-------- Records for the exercise
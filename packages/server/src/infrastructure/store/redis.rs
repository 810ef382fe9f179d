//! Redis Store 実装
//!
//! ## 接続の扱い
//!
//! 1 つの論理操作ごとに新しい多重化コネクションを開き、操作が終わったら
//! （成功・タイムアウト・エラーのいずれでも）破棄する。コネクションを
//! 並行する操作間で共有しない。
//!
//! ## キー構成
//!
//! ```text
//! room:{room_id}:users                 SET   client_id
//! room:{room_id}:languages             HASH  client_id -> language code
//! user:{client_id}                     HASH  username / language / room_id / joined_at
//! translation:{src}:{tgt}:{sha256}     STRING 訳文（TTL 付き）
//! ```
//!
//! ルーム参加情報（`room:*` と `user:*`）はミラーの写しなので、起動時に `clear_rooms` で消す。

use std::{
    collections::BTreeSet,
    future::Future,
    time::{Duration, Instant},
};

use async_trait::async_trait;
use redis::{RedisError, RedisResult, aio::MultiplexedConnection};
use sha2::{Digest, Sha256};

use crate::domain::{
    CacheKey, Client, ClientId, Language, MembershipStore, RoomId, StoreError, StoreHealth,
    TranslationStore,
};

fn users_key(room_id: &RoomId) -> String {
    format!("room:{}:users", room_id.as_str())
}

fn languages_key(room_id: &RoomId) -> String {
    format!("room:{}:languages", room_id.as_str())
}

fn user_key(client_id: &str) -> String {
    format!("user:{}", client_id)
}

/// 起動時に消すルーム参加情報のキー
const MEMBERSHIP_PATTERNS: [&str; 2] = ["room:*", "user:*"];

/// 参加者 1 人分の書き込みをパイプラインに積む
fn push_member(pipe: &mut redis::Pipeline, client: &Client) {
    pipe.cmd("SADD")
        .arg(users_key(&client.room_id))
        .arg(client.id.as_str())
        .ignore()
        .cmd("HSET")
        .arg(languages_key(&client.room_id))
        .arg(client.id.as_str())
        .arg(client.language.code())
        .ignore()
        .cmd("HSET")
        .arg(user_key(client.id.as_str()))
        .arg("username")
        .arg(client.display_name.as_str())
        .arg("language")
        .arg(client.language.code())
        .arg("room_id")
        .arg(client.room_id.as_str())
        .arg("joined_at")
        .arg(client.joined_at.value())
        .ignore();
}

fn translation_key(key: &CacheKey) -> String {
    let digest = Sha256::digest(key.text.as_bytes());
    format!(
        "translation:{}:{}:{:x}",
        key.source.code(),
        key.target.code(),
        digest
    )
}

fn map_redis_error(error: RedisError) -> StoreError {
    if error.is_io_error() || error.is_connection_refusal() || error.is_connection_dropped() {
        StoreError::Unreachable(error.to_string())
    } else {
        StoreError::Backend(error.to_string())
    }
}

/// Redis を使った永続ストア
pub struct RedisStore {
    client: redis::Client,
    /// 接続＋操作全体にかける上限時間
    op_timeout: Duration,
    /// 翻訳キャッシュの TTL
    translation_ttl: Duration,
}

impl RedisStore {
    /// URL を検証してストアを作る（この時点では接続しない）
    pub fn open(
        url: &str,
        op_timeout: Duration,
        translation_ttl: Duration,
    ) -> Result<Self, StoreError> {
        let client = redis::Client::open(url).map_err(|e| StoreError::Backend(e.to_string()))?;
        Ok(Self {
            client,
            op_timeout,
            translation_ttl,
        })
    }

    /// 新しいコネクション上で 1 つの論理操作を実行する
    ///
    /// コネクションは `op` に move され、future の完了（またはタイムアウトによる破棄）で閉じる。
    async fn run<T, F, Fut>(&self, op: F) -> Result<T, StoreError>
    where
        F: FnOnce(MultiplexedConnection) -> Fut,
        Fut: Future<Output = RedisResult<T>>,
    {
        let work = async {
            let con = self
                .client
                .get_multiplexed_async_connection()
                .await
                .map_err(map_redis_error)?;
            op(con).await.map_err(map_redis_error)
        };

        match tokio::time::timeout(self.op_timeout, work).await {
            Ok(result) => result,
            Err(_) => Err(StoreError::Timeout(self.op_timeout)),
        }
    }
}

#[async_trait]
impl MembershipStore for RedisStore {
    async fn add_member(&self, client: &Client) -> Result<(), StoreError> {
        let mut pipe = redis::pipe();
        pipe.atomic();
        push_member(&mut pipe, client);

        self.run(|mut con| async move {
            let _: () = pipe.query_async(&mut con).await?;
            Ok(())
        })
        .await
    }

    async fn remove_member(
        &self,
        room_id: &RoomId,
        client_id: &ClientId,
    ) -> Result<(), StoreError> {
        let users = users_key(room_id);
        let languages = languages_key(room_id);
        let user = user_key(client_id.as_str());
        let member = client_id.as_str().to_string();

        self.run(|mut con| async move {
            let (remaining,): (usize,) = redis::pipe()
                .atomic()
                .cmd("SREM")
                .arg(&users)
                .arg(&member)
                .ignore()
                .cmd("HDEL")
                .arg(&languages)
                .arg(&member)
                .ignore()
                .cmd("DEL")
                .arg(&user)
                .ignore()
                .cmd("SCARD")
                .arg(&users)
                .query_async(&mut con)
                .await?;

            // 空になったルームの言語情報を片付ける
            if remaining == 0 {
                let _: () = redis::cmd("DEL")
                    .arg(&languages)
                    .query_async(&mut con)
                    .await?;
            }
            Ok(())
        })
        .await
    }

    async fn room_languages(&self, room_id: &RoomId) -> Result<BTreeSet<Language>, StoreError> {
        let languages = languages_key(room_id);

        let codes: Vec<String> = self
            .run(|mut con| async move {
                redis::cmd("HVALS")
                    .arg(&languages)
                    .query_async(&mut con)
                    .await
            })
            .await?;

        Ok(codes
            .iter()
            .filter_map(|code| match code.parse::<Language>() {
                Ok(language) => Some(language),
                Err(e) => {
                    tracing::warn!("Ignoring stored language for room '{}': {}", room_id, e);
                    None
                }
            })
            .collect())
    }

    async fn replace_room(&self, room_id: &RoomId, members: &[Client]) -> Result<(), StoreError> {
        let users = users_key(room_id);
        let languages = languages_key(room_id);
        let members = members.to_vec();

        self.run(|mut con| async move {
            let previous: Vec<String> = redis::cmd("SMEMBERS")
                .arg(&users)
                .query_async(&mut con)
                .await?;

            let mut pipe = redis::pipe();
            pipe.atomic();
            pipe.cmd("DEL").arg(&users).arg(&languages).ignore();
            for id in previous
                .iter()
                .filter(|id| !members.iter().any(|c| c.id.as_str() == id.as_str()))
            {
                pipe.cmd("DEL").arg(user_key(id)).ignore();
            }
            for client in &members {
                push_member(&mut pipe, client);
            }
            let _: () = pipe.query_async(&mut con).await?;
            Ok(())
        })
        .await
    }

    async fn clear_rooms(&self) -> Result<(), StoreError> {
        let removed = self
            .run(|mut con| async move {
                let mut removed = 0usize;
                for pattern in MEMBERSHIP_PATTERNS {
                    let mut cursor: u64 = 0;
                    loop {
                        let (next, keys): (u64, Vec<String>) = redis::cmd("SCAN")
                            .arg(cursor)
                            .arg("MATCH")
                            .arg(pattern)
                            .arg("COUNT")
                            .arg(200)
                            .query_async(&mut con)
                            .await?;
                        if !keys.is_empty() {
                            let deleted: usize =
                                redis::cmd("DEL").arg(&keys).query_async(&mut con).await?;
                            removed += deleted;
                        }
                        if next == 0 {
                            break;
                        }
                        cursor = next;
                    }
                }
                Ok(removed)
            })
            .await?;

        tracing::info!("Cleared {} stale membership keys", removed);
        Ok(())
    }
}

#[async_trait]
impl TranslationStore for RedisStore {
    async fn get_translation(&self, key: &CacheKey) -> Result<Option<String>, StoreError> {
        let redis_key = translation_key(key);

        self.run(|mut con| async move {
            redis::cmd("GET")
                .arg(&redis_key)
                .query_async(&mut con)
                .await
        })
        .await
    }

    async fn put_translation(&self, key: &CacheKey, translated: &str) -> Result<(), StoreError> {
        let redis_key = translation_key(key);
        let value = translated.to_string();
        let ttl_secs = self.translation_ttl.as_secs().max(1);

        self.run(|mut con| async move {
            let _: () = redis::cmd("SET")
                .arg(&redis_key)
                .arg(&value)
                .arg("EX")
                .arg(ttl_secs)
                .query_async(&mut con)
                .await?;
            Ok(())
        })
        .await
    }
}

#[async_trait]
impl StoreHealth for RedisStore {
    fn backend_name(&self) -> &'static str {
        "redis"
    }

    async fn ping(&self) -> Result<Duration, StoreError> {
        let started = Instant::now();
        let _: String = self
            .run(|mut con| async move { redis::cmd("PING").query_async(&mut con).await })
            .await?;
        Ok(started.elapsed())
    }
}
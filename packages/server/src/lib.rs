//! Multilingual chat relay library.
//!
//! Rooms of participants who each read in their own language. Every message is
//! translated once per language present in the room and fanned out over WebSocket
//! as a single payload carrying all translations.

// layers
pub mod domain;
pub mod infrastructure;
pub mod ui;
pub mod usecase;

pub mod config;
----------------
What you should do: Copy out, word for word, the part of the entries above that begins at the line with "c.id.as_str() == id.as_str()))" and ends at the line with "for pattern in", including both.

Exercise output:
                .filter(|id| !members.iter().any(|c| c.id.as_str() == id.as_str()))
            {
                pipe.cmd("DEL").arg(user_key(id)).ignore();
            }
            for client in &members {
                push_member(&mut pipe, client);
            }
            let _: () = pipe.query_async(&mut con).await?;
            Ok(())
        })
        .await
    }

    async fn clear_rooms(&self) -> Result<(), StoreError> {
        let removed = self
            .run(|mut con| async move {
                let mut removed = 0usize;
                for pattern in MEMBERSHIP_PATTERNS {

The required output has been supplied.